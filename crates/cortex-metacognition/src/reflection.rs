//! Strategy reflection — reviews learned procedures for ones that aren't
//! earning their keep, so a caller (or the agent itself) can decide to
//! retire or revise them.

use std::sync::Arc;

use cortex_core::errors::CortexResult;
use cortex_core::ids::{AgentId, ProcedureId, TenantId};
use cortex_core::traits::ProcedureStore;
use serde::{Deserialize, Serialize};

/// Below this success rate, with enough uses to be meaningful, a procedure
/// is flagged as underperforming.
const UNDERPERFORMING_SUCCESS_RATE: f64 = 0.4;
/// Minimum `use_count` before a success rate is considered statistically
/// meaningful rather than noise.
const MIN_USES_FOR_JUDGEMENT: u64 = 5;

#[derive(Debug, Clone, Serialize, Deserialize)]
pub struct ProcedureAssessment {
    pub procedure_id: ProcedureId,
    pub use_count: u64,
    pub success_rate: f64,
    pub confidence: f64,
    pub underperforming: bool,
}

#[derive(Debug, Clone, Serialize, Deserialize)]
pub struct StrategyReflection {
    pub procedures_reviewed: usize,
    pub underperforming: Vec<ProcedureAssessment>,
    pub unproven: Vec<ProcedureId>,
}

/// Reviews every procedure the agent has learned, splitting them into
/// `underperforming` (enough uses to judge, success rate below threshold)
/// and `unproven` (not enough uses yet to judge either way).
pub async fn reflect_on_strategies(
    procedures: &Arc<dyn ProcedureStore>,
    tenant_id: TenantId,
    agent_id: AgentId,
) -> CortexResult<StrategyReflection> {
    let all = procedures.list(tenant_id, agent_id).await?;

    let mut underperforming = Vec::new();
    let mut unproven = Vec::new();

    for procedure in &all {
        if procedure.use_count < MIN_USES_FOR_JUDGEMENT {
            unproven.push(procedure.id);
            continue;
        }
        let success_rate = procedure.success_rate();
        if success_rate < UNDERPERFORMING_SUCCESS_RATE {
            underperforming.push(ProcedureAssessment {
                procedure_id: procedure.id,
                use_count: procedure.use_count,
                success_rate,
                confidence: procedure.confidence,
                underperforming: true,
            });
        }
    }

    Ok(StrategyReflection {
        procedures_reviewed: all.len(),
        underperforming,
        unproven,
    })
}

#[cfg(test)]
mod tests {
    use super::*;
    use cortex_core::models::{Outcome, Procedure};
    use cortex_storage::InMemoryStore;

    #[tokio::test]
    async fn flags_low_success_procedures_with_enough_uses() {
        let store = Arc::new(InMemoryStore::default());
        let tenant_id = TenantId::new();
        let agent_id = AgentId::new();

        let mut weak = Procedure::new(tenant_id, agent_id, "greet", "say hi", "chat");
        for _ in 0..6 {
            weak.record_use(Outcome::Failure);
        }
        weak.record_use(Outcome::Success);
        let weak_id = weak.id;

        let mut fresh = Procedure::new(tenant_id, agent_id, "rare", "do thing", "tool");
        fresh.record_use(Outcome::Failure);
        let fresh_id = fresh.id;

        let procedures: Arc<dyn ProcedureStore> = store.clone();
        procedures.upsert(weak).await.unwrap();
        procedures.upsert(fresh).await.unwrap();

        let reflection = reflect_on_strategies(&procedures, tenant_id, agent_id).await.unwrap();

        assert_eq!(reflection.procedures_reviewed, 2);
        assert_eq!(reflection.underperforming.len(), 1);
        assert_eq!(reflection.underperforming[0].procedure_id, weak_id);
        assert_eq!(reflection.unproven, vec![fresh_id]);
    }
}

====

§ **Exercise details**: When the line containing "let success_rate = procedure.success_rate();" is reached, include it and stop. Until then, output each line of the entries exactly as given, starting from the first.

§ **Task result**:
filename crates/cortex-metacognition/src/reflection.rs
//! Strategy reflection — reviews learned procedures for ones that aren't
//! earning their keep, so a caller (or the agent itself) can decide to
//! retire or revise them.

use std::sync::Arc;

use cortex_core::errors::CortexResult;
use cortex_core::ids::{AgentId, ProcedureId, TenantId};
use cortex_core::traits::ProcedureStore;
use serde::{Deserialize, Serialize};

/// Below this success rate, with enough uses to be meaningful, a procedure
/// is flagged as underperforming.
const UNDERPERFORMING_SUCCESS_RATE: f64 = 0.4;
/// Minimum `use_count` before a success rate is considered statistically
/// meaningful rather than noise.
const MIN_USES_FOR_JUDGEMENT: u64 = 5;

#[derive(Debug, Clone, Serialize, Deserialize)]
pub struct ProcedureAssessment {
    pub procedure_id: ProcedureId,
    pub use_count: u64,
    pub success_rate: f64,
    pub confidence: f64,
    pub underperforming: bool,
}

#[derive(Debug, Clone, Serialize, Deserialize)]
pub struct StrategyReflection {
    pub procedures_reviewed: usize,
    pub underperforming: Vec<ProcedureAssessment>,
    pub unproven: Vec<ProcedureId>,
}

/// Reviews every procedure the agent has learned, splitting them into
/// `underperforming` (enough uses to judge, success rate below threshold)
/// and `unproven` (not enough uses yet to judge either way).
pub async fn reflect_on_strategies(
    procedures: &Arc<dyn ProcedureStore>,
    tenant_id: TenantId,
    agent_id: AgentId,
) -> CortexResult<StrategyReflection> {
    let all = procedures.list(tenant_id, agent_id).await?;

    let mut underperforming = Vec::new();
    let mut unproven = Vec::new();

    for procedure in &all {
        if procedure.use_count < MIN_USES_FOR_JUDGEMENT {
            unproven.push(procedure.id);
            continue;
        }
        let success_rate = procedure.success_rate();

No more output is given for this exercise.